● THE PROBLEM: Repeat the records. Match each character exactly.

● DATA:
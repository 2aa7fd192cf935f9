use crate::dataset::{CropRecord, FertilizerRecord};

/// Crops covered by the synthetic sample dataset, in row order.
pub const SAMPLE_CROPS: [&str; 8] = [
    "rice",
    "maize",
    "chickpea",
    "kidneybeans",
    "pigeonpeas",
    "mothbeans",
    "mungbean",
    "blackgram",
];

/// Synthetic crop rows used when the raw datasets are absent, with soil and
/// weather parameters in realistic ranges.
pub fn sample_crop_records() -> Vec<CropRecord> {
    const N: [f64; 8] = [90.0, 85.0, 95.0, 80.0, 88.0, 92.0, 87.0, 83.0];
    const P: [f64; 8] = [42.0, 38.0, 45.0, 40.0, 43.0, 41.0, 39.0, 44.0];
    const K: [f64; 8] = [43.0, 41.0, 47.0, 39.0, 45.0, 42.0, 40.0, 46.0];
    const TEMPERATURE: [f64; 8] = [20.8, 21.9, 23.0, 22.5, 21.2, 20.5, 22.8, 21.6];
    const HUMIDITY: [f64; 8] = [82.0, 81.5, 83.0, 82.5, 81.8, 82.2, 83.5, 82.8];
    const PH: [f64; 8] = [6.5, 6.8, 6.2, 7.0, 6.7, 6.4, 6.9, 6.6];
    const RAINFALL: [f64; 8] = [202.9, 198.7, 205.3, 190.5, 195.8, 208.2, 192.4, 200.1];

    SAMPLE_CROPS
        .iter()
        .enumerate()
        .map(|(row, label)| CropRecord {
            nitrogen: N[row],
            phosphorus: P[row],
            potassium: K[row],
            temperature: TEMPERATURE[row],
            humidity: HUMIDITY[row],
            ph: PH[row],
            rainfall: RAINFALL[row],
            label: (*label).to_string(),
        })
        .collect()
}

/// Synthetic fertilizer rows matching [`sample_crop_records`] crop for crop.
pub fn sample_fertilizer_records() -> Vec<FertilizerRecord> {
    const TEMPERATURE: [f64; 8] = [22.0, 25.0, 20.0, 22.0, 23.0, 21.0, 24.0, 22.0];
    const HUMIDITY: [f64; 8] = [82.0, 80.0, 75.0, 78.0, 81.0, 76.0, 79.0, 77.0];
    const SOIL: [&str; 8] = [
        "Loamy", "Loamy", "Sandy", "Loamy", "Clay", "Sandy", "Loamy", "Clay",
    ];
    const CROP_TYPE: [&str; 8] = [
        "Cereal", "Cereal", "Pulse", "Pulse", "Pulse", "Pulse", "Pulse", "Pulse",
    ];
    const NITROGEN: [f64; 8] = [80.0, 85.0, 70.0, 75.0, 78.0, 72.0, 82.0, 76.0];
    const POTASSIUM: [f64; 8] = [45.0, 50.0, 40.0, 42.0, 48.0, 38.0, 46.0, 44.0];
    const PHOSPHORUS: [f64; 8] = [35.0, 40.0, 30.0, 32.0, 38.0, 28.0, 36.0, 34.0];

    SAMPLE_CROPS
        .iter()
        .enumerate()
        .map(|(row, crop)| FertilizerRecord {
            crop: (*crop).to_string(),
            temperature: TEMPERATURE[row],
            humidity: HUMIDITY[row],
            moisture: 1.0,
            soil_type: SOIL[row].to_string(),
            crop_type: CROP_TYPE[row].to_string(),
            nitrogen: NITROGEN[row],
            potassium: POTASSIUM[row],
            phosphorus: PHOSPHORUS[row],
        })
        .collect()
}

● ANSWER TO THIS TASK:
repository 2aa7fd192cf935f9
use crate::dataset::{CropRecord, FertilizerRecord};

/// Crops covered by the synthetic sample dataset, in row order.
pub const SAMPLE_CROPS: [&str; 8] = [
    "rice",
    "maize",
    "chickpea",
    "kidneybeans",
    "pigeonpeas",
    "mothbeans",
    "mungbean",
    "blackgram",
];

/// Synthetic crop rows used when the raw datasets are absent, with soil and
/// weather parameters in realistic ranges.
pub fn sample_crop_records() -> Vec<CropRecord> {
    const N: [f64; 8] = [90.0, 85.0, 95.0, 80.0, 88.0, 92.0, 87.0, 83.0];
    const P: [f64; 8] = [42.0, 38.0, 45.0, 40.0, 43.0, 41.0, 39.0, 44.0];
    const K: [f64; 8] = [43.0, 41.0, 47.0, 39.0, 45.0, 42.0, 40.0, 46.0];
    const TEMPERATURE: [f64; 8] = [20.8, 21.9, 23.0, 22.5, 21.2, 20.5, 22.8, 21.6];
    const HUMIDITY: [f64; 8] = [82.0, 81.5, 83.0, 82.5, 81.8, 82.2, 83.5, 82.8];
    const PH: [f64; 8] = [6.5, 6.8, 6.2, 7.0, 6.7, 6.4, 6.9, 6.6];
    const RAINFALL: [f64; 8] = [202.9, 198.7, 205.3, 190.5, 195.8, 208.2, 192.4, 200.1];

    SAMPLE_CROPS
        .iter()
        .enumerate()
        .map(|(row, label)| CropRecord {
            nitrogen: N[row],
            phosphorus: P[row],
            potassium: K[row],
            temperature: TEMPERATURE[row],
            humidity: HUMIDITY[row],
            ph: PH[row],
            rainfall: RAINFALL[row],
            label: (*label).to_string(),
        })
        .collect()
}

/// Synthetic fertilizer rows matching [`sample_crop_records`] crop for crop.
pub fn sample_fertilizer_records() -> Vec<FertilizerRecord> {
    const TEMPERATURE: [f64; 8] = [22.0, 25.0, 20.0, 22.0, 23.0, 21.0, 24.0, 22.0];
    const HUMIDITY: [f64; 8] = [82.0, 80.0, 75.0, 78.0, 81.0, 76.0, 79.0, 77.0];
    const SOIL: [&str; 8] = [
        "Loamy", "Loamy", "Sandy", "Loamy", "Clay", "Sandy", "Loamy", "Clay",
    ];
    const CROP_TYPE: [&str; 8] = [
        "Cereal", "Cereal", "Pulse", "Pulse", "Pulse", "Pulse", "Pulse", "Pulse",
    ];
    const NITROGEN: [f64; 8] = [80.0, 85.0, 70.0, 75.0, 78.0, 72.0, 82.0, 76.0];
    const POTASSIUM: [f64; 8] = [45.0, 50.0, 40.0, 42.0, 48.0, 38.0, 46.0, 44.0];
    const PHOSPHORUS: [f64; 8] = [35.0, 40.0, 30.0, 32.0, 38.0, 28.0, 36.0, 34.0];

    SAMPLE_CROPS
        .iter()
        .enumerate()
        .map(|(row, crop)| FertilizerRecord {
            crop: (*crop).to_string(),
            temperature: TEMPERATURE[row],
            humidity: HUMIDITY[row],
            moisture: 1.0,
            soil_type: SOIL[row].to_string(),
            crop_type: CROP_TYPE[row].to_string(),
            nitrogen: NITROGEN[row],
            potassium: POTASSIUM[row],
            phosphorus: PHOSPHORUS[row],
        })
        .collect()
}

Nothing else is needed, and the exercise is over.